In the above equation, \(TNoneCount_i\) denotes the count of T-NONE  utterances separating two talk moves, while \(Count_i\) denotes the count of instances of two talk moves \(tm_j\) and \(tm_k\) separated by \(TNoneCount_i\) T-NONE  .

2.3.3 Deep-dive via Multi-view Analysis

Our analysis of sequential bigram pairs of talk moves provides insight into high-probability transitions that reveal key behavioral patterns of both teachers and students within classroom discourse. However, certain sequential dependencies between talk moves may remain implicit due to the presence of intervening utterances that do not contain talk moves. These non-talk moves elements can obscure direct talk move connections while still playing a crucial role in shaping the discourse dynamics. For example, T-NONE utterances might be used by the teacher to give directions, showing students how to solve a problem, or evaluating a student’s idea. To gain a deeper understanding of how utterances with and without talk moves are interwoven within these sequences and the pedagogical behavior patterns they reflect, we extend our analysis to examine the discourse relations underlying these transitions. Our investigation consists of two key components. First, we analyze direct transitions between talk move pairs to explore how they interconnect and contribute to the structured progression of discourse. Second, we examine transitions where non-talk moves utterances intervene, assessing their role in influencing dialogue flow and their potential role in shaping interactions.

3. RESULTS

3.1 Results from Unigram Analysis

By examining the unigram distribution of teacher and student talk moves in both the teaching and tutoring datasets, Figure 2 shows that the tutoring dataset contains a higher proportion of utterances without talk moves (T-NONE and S-NONE) for both instructors (teachers/tutors) and students, with 5.8% more for instructors and 4.3% more for students compared to the teaching dataset. Consequently, the talk moves have a lower proportion in the tutoring dataset, except for T-REVOIC (2.31% > 1.67%) and S-ASKMI (1.61% > 0.81%). To gain further insights into the pedagogical behavior patterns and students’ responses, we analyzed both the talk moves and the non-talk moves utterances with DAs to capture a more granular view. Among 43 DAs, only 30 are used in our two datasets as presented in Figure 3.

3.1.1 Talk Moves with DAs

Our findings on talk moves with their top three associated DAs are illustrated in Figure 4. As expected, Wh-Question naturally dominates the teacher talk moves T-PRSACC, T-PRSREA, and the student talk move S-ASKMI, which are related to asking questions. Statement-non-opinion is the predominant DA across the student talk moves: S-MCLAIM, S-PROEVI, S-RELTO, and the teacher talk moves: T-RESTAT and T-REVOIC. Yes-No-Questions is frequently used in T-GSTUR, T-KPTG, T-PRSACC and S-ASKMI. Action-directive is used more frequently in teacher talk moves than in student talk moves, highlighting their pivotal role in guiding and structuring classroom interactions. Besides that, students actively contribute to directing actions within classroom discussions.

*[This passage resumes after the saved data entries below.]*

//! robias — batch risk-of-bias assessment of papers with an LLM.
//! Entry point for the command-line binary.

mod config;

use std::fs::File;
use std::path::{Path, PathBuf};
use std::sync::Arc;
use std::time::Duration;

use anyhow::Context;
use clap::{Parser, Subcommand, ValueEnum};
use indicatif::{ProgressBar, ProgressStyle};
use robias_assess::{
    run_assessment, run_timestamp, save_outputs, AssessmentJob, AssessmentProgress,
    AssessmentStrategy, InputSource, Journal, PromptScript,
};
use robias_common::SandboxClient;
use robias_ingestion::{
    discover_pdfs, discover_plain_text, discover_stored, estimate_tokens, upload_pdf_folder,
};
use robias_llm::{delete_all, FileStore, LlmBackend, OpenAiBackend, OpenAiCompatibleBackend, OpenAiFileStore};
use tokio::sync::broadcast;
use tracing::{info, warn};
use tracing_subscriber::prelude::*;
use tracing_subscriber::EnvFilter;

use crate::config::{Config, API_KEY_ENV};

// ── Command line ──────────────────────────────────────────────────────────────

#[derive(Parser)]
#[command(name = "robias")]
#[command(about = "Risk-of-bias assessment of papers with a large language model")]
#[command(version)]
struct Cli {
    /// Path to robias.toml
    #[arg(long, env = "ROBIAS_CONFIG", global = true)]
    config: Option<PathBuf>,

    #[command(subcommand)]
    command: Command,
}

#[derive(Subcommand)]
enum Command {
    /// Assess every paper from one input source
    Assess {
        #[arg(long, value_enum, default_value_t = StrategyArg::All)]
        strategy: StrategyArg,

        #[arg(long, value_enum, default_value_t = InputArg::Text)]
        input: InputArg,

        /// Journal file; papers already assessed in it are reused
        #[arg(long)]
        resume: Option<PathBuf>,

        /// Log progress instead of drawing a progress bar
        #[arg(long)]
        no_progress: bool,
    },
    /// Manage PDFs in the provider file store
    Files {
        #[command(subcommand)]
        action: FilesCommand,
    },
    /// Validate the prompt script and show its criteria
    Prompt,
}

#[derive(Subcommand)]
enum FilesCommand {
    /// Upload every PDF in the PDF input folder
    Upload,
    /// Print how many files are stored
    Count,
    /// List stored files
    List,
    /// Delete every stored file
    Delete {
        /// Confirm deletion
        #[arg(long)]
        yes: bool,
    },
}

#[derive(Clone, Copy, ValueEnum)]
enum StrategyArg {
    /// One call per paper covering every criterion
    All,
    /// One call per criterion
    Per,
}

#[derive(Clone, Copy, ValueEnum)]
enum InputArg {
    /// Markdown or plain-text papers, read locally
    Text,
    /// PDFs on disk, text extracted locally
    Pdf,
    /// PDFs already uploaded to the provider file store
    Stored,
}

impl From<StrategyArg> for AssessmentStrategy {
    fn from(s: StrategyArg) -> Self {
        match s {
            StrategyArg::All => AssessmentStrategy::AllCriteria,
            StrategyArg::Per => AssessmentStrategy::PerCriterion,
        }
    }
}

impl From<InputArg> for InputSource {
    fn from(i: InputArg) -> Self {
        match i {
            InputArg::Text   => InputSource::PlainText,
            InputArg::Pdf    => InputSource::LocalPdf,
            InputArg::Stored => InputSource::Stored,
        }
    }
}

// ── Setup ─────────────────────────────────────────────────────────────────────

/// Structured logging to stderr plus a plain-text file in `log_dir`.
/// Returns the log file path.
fn init_logging(log_dir: &Path, timestamp: &str) -> anyhow::Result<PathBuf> {
    std::fs::create_dir_all(log_dir).with_context(|| format!("creating {}", log_dir.display()))?;
    let log_path = log_dir.join(format!("robias_{timestamp}.log"));
    let log_file = File::create(&log_path).with_context(|| format!("creating {}", log_path.display()))?;

    tracing_subscriber::registry()
        .with(
            EnvFilter::try_from_default_env()
                .unwrap_or_else(|_| EnvFilter::new("robias=info,info")),
        )
        .with(tracing_subscriber::fmt::layer().with_writer(std::io::stderr))
        .with(
            tracing_subscriber::fmt::layer()
                .with_ansi(false)
                .with_writer(Arc::new(log_file)),
        )
        .init();

    Ok(log_path)
}

fn build_client(config: &Config) -> anyhow::Result<SandboxClient> {
    let mut client = SandboxClient::new(config.llm.timeout())?;
    if let Some(ref url) = config.llm.base_url {
        client.allow_url(url)?;
    }
    Ok(client)
}

fn build_backend(config: &Config) -> anyhow::Result<Box<dyn LlmBackend>> {
    let client = build_client(config)?;
    let llm = &config.llm;

    match llm.provider.as_str() {
        "openai" => {
            let key = llm
                .resolve_api_key()
                .with_context(|| format!("No API key found (set llm.api_key or {API_KEY_ENV})"))?;
            let mut backend = OpenAiBackend::new(key, &llm.model, client);
            if let Some(ref url) = llm.base_url {
                backend = backend.with_base_url(url);
            }
            Ok(Box::new(backend))
        }
        "openai_compatible" => {
            let url = llm
                .base_url
                .as_deref()
                .context("llm.base_url is required for the openai_compatible provider")?;
            Ok(Box::new(OpenAiCompatibleBackend::new(url, &llm.model, llm.resolve_api_key(), client)))
        }
        other => anyhow::bail!("Unknown llm.provider {other:?} (expected openai or openai_compatible)"),
    }
}

fn build_file_store(config: &Config) -> anyhow::Result<OpenAiFileStore> {
    let key = config
        .llm
        .resolve_api_key()
        .with_context(|| format!("The file store needs an API key (set llm.api_key or {API_KEY_ENV})"))?;
    let mut store = OpenAiFileStore::new(key, build_client(config)?);
    if config.llm.provider == "openai" {
        if let Some(ref url) = config.llm.base_url {
            store = store.with_base_url(url);
        }
    }
    Ok(store)
}

fn load_prompt(config: &Config) -> anyhow::Result<PromptScript> {
    let path = &config.paths.prompt_file;
    PromptScript::load(path).with_context(|| format!("loading prompt script {}", path.display()))
}

// ── Commands ──────────────────────────────────────────────────────────────────

async fn assess(
    config: &Config,
    strategy: AssessmentStrategy,
    input: InputSource,
    resume: Option<PathBuf>,
    show_progress: bool,
    timestamp: &str,
) -> anyhow::Result<()> {
    let script = load_prompt(config)?;
    let backend = build_backend(config)?;

    let docs = match input {
        InputSource::PlainText => discover_plain_text(&config.paths.plain_text_input_dir)?,
        InputSource::LocalPdf  => discover_pdfs(&config.paths.pdf_input_dir)?,
        InputSource::Stored    => discover_stored(&build_file_store(config)?).await?,
    };
    if docs.is_empty() {
        warn!("No papers found for {:?} input, writing empty outputs", input);
    }

    let mut journal = match resume {
        Some(ref path) => Some(Journal::open(path, strategy)?),
        None => None,
    };

    let job = AssessmentJob {
        strategy,
        input,
        temperature: config.llm.temperature,
        call_delay: Duration::from_millis(config.assessment.call_delay_ms),
        retry: config.retry.to_retry_config(),
        csv_header: config.assessment.csv_header.clone(),
    };

    info!(
        strategy = strategy.as_str(),
        model = backend.model_id(),
        papers = docs.len(),
        criteria = script.criteria.len(),
        "Starting assessment"
    );

    let (tx, rx) = broadcast::channel::<AssessmentProgress>(64);
    let progress = tokio::spawn(render_progress(rx, docs.len() as u64, show_progress));

    let report = run_assessment(&job, &script, &docs, backend.as_ref(), journal.as_mut(), Some(tx)).await;
    if let Err(e) = progress.await {
        warn!(error = %e, "Progress display stopped");
    }

    let saved = save_outputs(&config.paths.output_dir, &report, timestamp)?;

    println!(
        "Processed {} papers: {} assessed, {} partial, {} failed.",
        report.outcomes.len(),
        report.assessed(),
        report.partial(),
        report.failed()
    );
    println!("Consumed {} for {} papers.", report.usage, report.outcomes.len());
    println!("Notes:   {}", saved.notes.display());
    println!("Summary: {}", saved.summary.display());
    println!("Audit:   {}", saved.audit.display());
    Ok(())
}

/// Draw the progress bar until the run drops its sender.
async fn render_progress(mut rx: broadcast::Receiver<AssessmentProgress>, total: u64, show: bool) {
    let bar = if show {
        let bar = ProgressBar::new(total);
        if let Ok(style) = ProgressStyle::with_template(
            "{spinner:.green} [{elapsed_precise}] [{bar:40.cyan/blue}] {pos}/{len} {msg}",
        ) {
            bar.set_style(style.progress_chars("=>-"));
        }
        bar
    } else {
        ProgressBar::hidden()
    };

    loop {
        match rx.recv().await {
            Ok(event) => match event.stage.as_str() {
                "processing" => bar.set_message(event.file_name.unwrap_or_default()),
                "done"       => bar.finish_with_message(event.message),
                _            => bar.set_position(event.index as u64),
            },
            Err(broadcast::error::RecvError::Lagged(n)) => {
                warn!(skipped = n, "Progress display fell behind");
            }
            Err(broadcast::error::RecvError::Closed) => break,
        }
    }
}

async fn files(config: &Config, action: FilesCommand) -> anyhow::Result<()> {
    let store = build_file_store(config)?;

    match action {
        FilesCommand::Upload => {
            let delay = Duration::from_millis(config.assessment.upload_delay_ms);
            let report = upload_pdf_folder(&store, &config.paths.pdf_input_dir, delay).await?;
            println!(
                "Uploaded {} files ({} skipped, {} failed).",
                report.uploaded.len(),
                report.skipped.len(),
                report.errors.len()
            );
            for err in &report.errors {
                println!("  {err}");
            }
        }
        FilesCommand::Count => {
            println!("{} files stored.", store.count().await?);
        }
        FilesCommand::List => {
            let mut files = store.list().await?;
            files.sort_by(|a, b| a.filename.cmp(&b.filename));
            for f in &files {
                println!("{}\t{}\t{} bytes", f.id, f.filename, f.bytes);
            }
            println!("{} files stored.", files.len());
        }
        FilesCommand::Delete { yes } => {
            if !yes {
                let n = store.count().await?;
                println!("This would delete {n} stored files. Re-run with --yes to confirm.");
                return Ok(());
            }
            let report = delete_all(&store).await?;
            println!("Deleted {} files ({} failed).", report.deleted.len(), report.errors.len());
        }
    }
    Ok(())
}

fn prompt(config: &Config) -> anyhow::Result<()> {
    let script = load_prompt(config)?;
    println!("Prompt script {} is valid.", config.paths.prompt_file.display());
    println!("{} criteria:", script.criteria.len());
    for c in &script.criteria {
        println!("  {:<24} ~{} tokens", c.key, estimate_tokens(&c.prompt));
    }
    let instructions = estimate_tokens(&script.instructions());
    let body = estimate_tokens(&script.combined_body());
    println!("Instructions: ~{instructions} tokens");
    println!("All-criteria prompt: ~{} tokens before the paper", instructions + body);
    Ok(())
}

#[tokio::main]
async fn main() -> anyhow::Result<()> {
    dotenvy::dotenv().ok();
    let cli = Cli::parse();

    let config = Config::load(cli.config.as_deref())?;
    let timestamp = run_timestamp();
    let log_path = init_logging(&config.paths.log_dir, &timestamp)?;

    info!("robias {} starting up", env!("CARGO_PKG_VERSION"));
    info!(
        provider = %config.llm.provider,
        model = %config.llm.model,
        log = %log_path.display(),
        "Configuration loaded"
    );

    match cli.command {
        Command::Assess { strategy, input, resume, no_progress } => {
            assess(&config, strategy.into(), input.into(), resume, !no_progress, &timestamp).await
        }
        Command::Files { action } => files(&config, action).await,
        Command::Prompt => prompt(&config),
    }
}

More interestingly, as illustrated in Figure 5, S-ASKMI and T-PRSACC typically expressed as questions, can also appear in the form of statements. For example, S-ASKMI being expressed as a Statement may reflect a student behavior of implicitly conveying their need for additional information by articulating their confusion rather than making a direct request. Recognizing this phenomenon can make future agent design for mimicing and comprehending teacher or students behavior more diverse. Furthermore, S-MCLAIM also exhibits a notable percentage of Yes-No-Questions rather than statements. Figure 6 illustrates instances of these cases. This figure reveals that students may frame claims as Yes-No-Questions. This pattern suggests that students might have lower confidence when making claims. The higher occurrence of this phenomenon in the tutoring dataset, as observed from Figure 4, could indicate an overall lower confidence level among students in the tutoring domain. Furthermore, the association of Yes-No-Questions with S-MCLAIM may serve as a valuable signal for teachers or dialogue agents to intervene and support students in developing greater confidence in their responses.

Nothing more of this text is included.